● **WHAT YOU HAVE TO DO**:
Among the entries below, tally the lines that include "join", and give the number alone.

● **DATA IN THIS EXERCISE**:

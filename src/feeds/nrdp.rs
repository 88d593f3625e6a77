//! National Rail Data Portal buckets (Darwin logs, reference data), read with
//! account credentials.

use std::path::PathBuf;

use log::{debug, info};
use time::Date;
use tokio::sync::OnceCell;

use crate::core::clock::yesterday;
use crate::core::error::{Error, Result};
use crate::core::object::{ProviderKind, RemoteObject};
use crate::core::scope::{PathStyle, Scope};
use crate::feeds::{nested_target, FeedPolicy, FeedSource, Storage};
use crate::layout::ArchiveLayout;
use crate::reconcile::{archived_stems, DateExactFilter, Selection};
use crate::storage::{scan_tree, stem, ArchiveEntry};
use crate::transport::{Download, S3Settings, S3Store};

/// Which day a feed follows by default, and whether objects are kept only
/// when modified on that day.
#[derive(Debug, Clone, Copy, PartialEq, Eq)]
pub enum DayFilter {
    Todays,
    Yesterdays,
}

impl std::str::FromStr for DayFilter {
    type Err = Error;

    fn from_str(value: &str) -> Result<Self> {
        match value {
            "todays" => Ok(DayFilter::Todays),
            "yesterdays" => Ok(DayFilter::Yesterdays),
            other => Err(Error::config(format!("unknown filter: {other}"))),
        }
    }
}

#[derive(Debug, Clone, PartialEq, Eq)]
pub struct NrdpSettings {
    pub s3: S3Settings,
    /// Static part of the key.
    pub key: String,
    /// Whether objects sit below `{year}/{year}{MM}/`.
    pub date_in_key: bool,
    pub filetype: Option<String>,
    pub filter: Option<DayFilter>,
}

pub struct NrdpSource {
    name: String,
    policy: FeedPolicy,
    settings: NrdpSettings,
    layout: ArchiveLayout,
    storage: Storage,
    s3: OnceCell<S3Store>,
}

impl NrdpSource {
    pub fn new(
        name: impl Into<String>,
        policy: FeedPolicy,
        settings: NrdpSettings,
        storage: Storage,
    ) -> Self {
        let layout = ArchiveLayout::new(policy.archive_root.clone(), PathStyle::ZeroPadded);
        Self {
            name: name.into(),
            policy,
            settings,
            layout,
            storage,
            s3: OnceCell::new(),
        }
    }

    pub fn prefix(&self, scope: &Scope) -> String {
        let mut prefix = self.settings.key.clone();
        if self.settings.date_in_key {
            let year = scope.year_str();
            let month = scope.month_str(PathStyle::ZeroPadded);
            prefix.push_str(&format!("{year}/{year}{month}/"));
        }
        prefix
    }

    async fn store(&self) -> &S3Store {
        self.s3
            .get_or_init(|| S3Store::connect(&self.settings.s3))
            .await
    }
}

impl FeedSource for NrdpSource {
    fn name(&self) -> &str {
        &self.name
    }

    fn kind(&self) -> ProviderKind {
        ProviderKind::S3
    }

    fn policy(&self) -> &FeedPolicy {
        &self.policy
    }

    fn default_scope(&self, today: Date) -> Scope {
        match self.settings.filter {
            Some(DayFilter::Yesterdays) => Scope::day_of(yesterday(today)),
            _ => Scope::day_of(today),
        }
    }

    async fn list(&self, scope: &Scope) -> Result<Vec<RemoteObject>> {
        let mut objects = self.store().await.list(&self.prefix(scope)).await?;
        if let Some(filetype) = self.settings.filetype.as_deref() {
            let needle = format!(".{filetype}");
            objects.retain(|object| object.key.contains(&needle));
        }
        Ok(objects)
    }

    fn archived(&self, scope: &Scope) -> Result<Vec<ArchiveEntry>> {
        scan_tree(&self.layout.day_dir(scope)?)
    }

    fn select(
        &self,
        scope: &Scope,
        listed: &[RemoteObject],
        archived: &[ArchiveEntry],
    ) -> Result<Vec<Selection>> {
        scope.require_day()?;
        let candidates = match self.settings.filter {
            Some(_) => DateExactFilter.select(listed, scope)?,
            None => listed.to_vec(),
        };
        let prefix = self.prefix(scope);
        let present = archived_stems(archived);

        let mut selected = Vec::new();
        for object in candidates {
            let name = object
                .key
                .strip_prefix(&prefix)
                .unwrap_or(&object.key)
                .to_string();
            if name.is_empty() {
                continue;
            }
            let name_stem = stem(&name).to_string();
            if present.contains(&name_stem) {
                debug!("{name}: already archived");
                continue;
            }
            selected.push(Selection {
                object,
                stem: name_stem,
                archive_name: name,
            });
        }
        Ok(selected)
    }

    async fn fetch(&self, selection: &Selection) -> Result<Download> {
        info!("{}: getting new file {}", self.name, selection.archive_name);
        self.store().await.get(&selection.object.key).await
    }

    async fn archive(
        &self,
        scope: &Scope,
        selection: &Selection,
        download: Download,
    ) -> Result<Option<PathBuf>> {
        let (dir, filename) = nested_target(&self.layout.day_dir(scope)?, &selection.archive_name)?;
        let path = self.storage.archiver.store(download, &dir, &filename).await?;
        if self.storage.codec.is_none() {
            return Ok(Some(path));
        }
        Ok(Some(self.storage.archiver.recompress(&path, self.storage.codec, true)?))
    }
}

#[cfg(test)]
mod tests {
    use super::*;
    use crate::storage::{Archiver, Codec};
    use tempfile::tempdir;
    use time::macros::{date, datetime};

    fn source(root: &std::path::Path, filter: Option<DayFilter>) -> NrdpSource {
        NrdpSource::new(
            "nrdp_logs",
            FeedPolicy::new("nrdp_logs", root),
            NrdpSettings {
                s3: S3Settings::anonymous("nrdp-v16-logs", "eu-west-1")
                    .with_credentials("id", "secret"),
                key: "logs/".to_string(),
                date_in_key: true,
                filetype: Some("gz".to_string()),
                filter,
            },
            Storage {
                archiver: Archiver::new(),
                codec: Codec::None,
            },
        )
    }

    #[test]
    fn prefix_carries_zero_padded_month() {
        let dir = tempdir().expect("tempdir");
        let source = source(dir.path(), Some(DayFilter::Todays));
        let scope = Scope::new(2023, 8, Some(5)).expect("scope");
        assert_eq!(source.prefix(&scope), "logs/2023/202308/");
    }

    #[test]
    fn default_scope_follows_filter() {
        let dir = tempdir().expect("tempdir");
        let today = date!(2023 - 08 - 01);
        let todays = source(dir.path(), Some(DayFilter::Todays));
        let yesterdays = source(dir.path(), Some(DayFilter::Yesterdays));
        assert_eq!(todays.default_scope(today), Scope::day_of(today));
        assert_eq!(
            yesterdays.default_scope(today),
            Scope::new(2023, 7, Some(31)).expect("scope")
        );
    }

    #[test]
    fn select_applies_date_filter_and_strips_prefix() {
        let dir = tempdir().expect("tempdir");
        let source = source(dir.path(), Some(DayFilter::Todays));
        let scope = Scope::new(2023, 8, Some(15)).expect("scope");
        let listed = vec![
            RemoteObject::new("logs/2023/202308/", datetime!(2023-08-15 01:00 UTC), 0),
            RemoteObject::new("logs/2023/202308/a.log.gz", datetime!(2023-08-14 23:00 UTC), 1),
            RemoteObject::new("logs/2023/202308/b.log.gz", datetime!(2023-08-15 09:00 UTC), 1),
        ];

        let selected = source.select(&scope, &listed, &[]).expect("select");

        assert_eq!(selected.len(), 1);
        assert_eq!(selected[0].archive_name, "b.log.gz");
    }

    #[tokio::test]
    async fn archive_writes_under_padded_day() {
        let dir = tempdir().expect("tempdir");
        let source = source(dir.path(), None);
        let scope = Scope::new(2023, 8, Some(5)).expect("scope");
        let listed = vec![RemoteObject::new(
            "logs/2023/202308/c.log.gz",
            datetime!(2023-08-05 09:00 UTC),
            1,
        )];
        let selected = source.select(&scope, &listed, &[]).expect("select");

        let path = source
            .archive(&scope, &selected[0], Download::bytes(b"log".to_vec()))
            .await
            .expect("archive")
            .expect("stored");

        assert_eq!(path, dir.path().join("2023/08/05/c.log.gz"));
        let archived = source.archived(&scope).expect("scan");
        assert!(source.select(&scope, &listed, &archived).expect("select").is_empty());
    }

    #[tokio::test]
    async fn nested_keys_are_found_on_rerun() {
        let dir = tempdir().expect("tempdir");
        let source = source(dir.path(), None);
        let scope = Scope::new(2023, 8, Some(15)).expect("scope");
        let listed = vec![RemoteObject::new(
            "logs/2023/202308/sub/x.log.gz",
            datetime!(2023-08-15 09:00 UTC),
            1,
        )];
        let selected = source.select(&scope, &listed, &[]).expect("select");
        assert_eq!(selected[0].archive_name, "sub/x.log.gz");

        let path = source
            .archive(&scope, &selected[0], Download::bytes(b"log".to_vec()))
            .await
            .expect("archive")
            .expect("stored");
        assert_eq!(path, dir.path().join("2023/08/15/sub/x.log.gz"));

        let archived = source.archived(&scope).expect("scan");
        assert!(source.select(&scope, &listed, &archived).expect("select").is_empty());
    }
}
use std::path::Path;

use anyhow::Result;
use tempfile::tempdir;

use railcron::storage::MarkerStore;

#[test]
fn first_record_is_fresh() -> Result<()> {
    let temp = tempdir()?;
    let markers = MarkerStore::new(temp.path());

    assert_eq!(markers.query("a51_trust")?, None);
    markers.record("a51_trust", Path::new("/data/trust/2023/8/15.tbz2"))?;

    assert_eq!(
        markers.query("a51_trust")?.as_deref(),
        Some("/data/trust/2023/8/15.tbz2")
    );
    assert!(temp.path().join("a51-trust-lastfile.json").exists());
    Ok(())
}

#[test]
fn recording_the_same_path_twice_settles() -> Result<()> {
    let temp = tempdir()?;
    let markers = MarkerStore::new(temp.path());
    markers.record("hda", Path::new("/data/hda/a.csv"))?;
    let before = markers.load("hda")?.unwrap_or_default();

    let path = Path::new("/data/hda/b.csv");
    markers.record("hda", path)?;
    let after_first = markers.load("hda")?.unwrap_or_default();
    markers.record("hda", path)?;
    let after_second = markers.load("hda")?.unwrap_or_default();

    assert_ne!(after_second.new_file, before.new_file);
    assert_eq!(after_second.new_file, after_first.new_file);
    assert_eq!(markers.query("hda")?, None);
    Ok(())
}

#[test]
fn marker_stays_fresh_until_acknowledged() -> Result<()> {
    let temp = tempdir()?;
    let markers = MarkerStore::new(temp.path());
    markers.record("atoc", Path::new("/data/atoc/2023/08/ttis123.tar.xz"))?;

    // Later runs with nothing new leave the marker alone.
    assert!(markers.query("atoc")?.is_some());
    assert!(markers.query("atoc")?.is_some());

    assert!(markers.acknowledge("atoc")?);
    assert_eq!(markers.query("atoc")?, None);
    assert!(!markers.acknowledge("atoc")?);
    Ok(())
}

#[test]
fn malformed_marker_is_an_error_not_missing() -> Result<()> {
    let temp = tempdir()?;
    std::fs::write(temp.path().join("sched-full-lastfile.json"), b"{not json")?;
    let markers = MarkerStore::new(temp.path());

    assert!(markers.load("sched_full").is_err());
    assert!(markers.load("sched_other")?.is_none());
    Ok(())
}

● **SOLUTION FOR THIS EXERCISE**:
4